Village in Zgharta District, Lebanon

Toula (تولا) is a small village in North Lebanon in Zgharta District (or Quadaa). It is 1,150 m above sea level and is primarily a recreational village. Descendants of the original full-time residents of Toula do not reside in Toula during the winter months. Heavy snow fall typically makes Toula's mountainous roads inaccessible. However, Toula's original families used to occupy the village on a year-round basis. Settling families and early residents developed a climatic tolerance and adapted to Toula's harsh winter months.

==Demographics==
Toula has an estimated approximate population of 1,000. The last national census was conducted in 1932.

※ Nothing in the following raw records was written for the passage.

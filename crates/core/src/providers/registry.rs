use crate::models::asset_type::AssetType;

use super::frankfurter::FrankfurterProvider;
use super::traits::QuoteProvider;
#[cfg(not(target_arch = "wasm32"))]
use super::yahoo_finance::YahooFinanceProvider;

/// Registry of all available quote providers.
///
/// Routes requests by asset type (or to forex-capable providers), in
/// registration order so earlier providers take priority and later ones
/// serve as fallbacks.
pub struct QuoteProviderRegistry {
    providers: Vec<Box<dyn QuoteProvider>>,
}

impl QuoteProviderRegistry {
    /// Create an empty registry.
    pub fn new() -> Self {
        Self {
            providers: Vec::new(),
        }
    }

    /// Create a registry with the default providers pre-configured.
    pub fn new_with_defaults() -> Self {
        let mut registry = Self::new();

        // Frankfurter: forex, no API key needed
        registry.register(Box::new(FrankfurterProvider::new()));

        // Yahoo Finance: stocks, ETFs, funds; not available on WASM
        #[cfg(not(target_arch = "wasm32"))]
        {
            if let Ok(yahoo) = YahooFinanceProvider::new() {
                registry.register(Box::new(yahoo));
            }
        }

        registry
    }

    /// Register a new quote provider.
    pub fn register(&mut self, provider: Box<dyn QuoteProvider>) {
        self.providers.push(provider);
    }

    pub fn len(&self) -> usize {
        self.providers.len()
    }

    pub fn is_empty(&self) -> bool {
        self.providers.is_empty()
    }

    /// All providers quoting `asset_type`, in priority order.
    pub fn get_providers_for(&self, asset_type: AssetType) -> Vec<&dyn QuoteProvider> {
        self.providers
            .iter()
            .filter(|p| p.supported_asset_types().contains(&asset_type))
            .map(|p| p.as_ref())
            .collect()
    }

    /// All providers serving exchange rates, in priority order.
    pub fn forex_providers(&self) -> Vec<&dyn QuoteProvider> {
        self.providers
            .iter()
            .filter(|p| p.supports_forex())
            .map(|p| p.as_ref())
            .collect()
    }
}

impl Default for QuoteProviderRegistry {
    fn default() -> Self {
        Self::new()
    }
}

At the beginning of the 20th century, similar to other Lebanese towns and cities, these village residents emigrated to different locations around the world. Significant numbers have emigrated to the United States, Canada, Australia, Argentina and Brazil. A distinctive percentage of current village residents have achieved secondary education and professional school levels. [cite pending] Census reports indicated that a high proportion of these residents hold professional degrees in medicine, law, engineering and education. Additionally, numerous business entrepreneurs are village residents.

==Economy==
Toula's topography has earned the village a country-wide reputation for its productive fertile soil. Fertile soil and climatic conditions together, produce high quality agricultural products. Representative products are tomatoes, cucumbers, apples, pears, apricots, and grapes. Residents also produce an alcoholic beverage made from high grade varieties of grapes and anise. The alcoholic distilled beverage Arak is produced primarily for use by residents. The aniseed-flavored Arak is the national, cultural drink of Lebanon.

==Religion==
The village population consists almost exclusively of Lebanese Maronite Catholics, who staunchly preserve their Maronite heritage founded under St. Charbel of Lebanon.

The patron saint of Toula is known as Saint Assia (مار أسيا) . Toulanians build a church in its honor in the middle of the village.

The village is popular for its Saint Assia annual summer festival, held the last Sunday of September. The Saint Assia summer festival is celebrated with an outdoor party, where Arak, Lebanese cultural dancing, tolling the St. Assia Church bell and cultural cuisine, Hrissi, are a part of the festivities.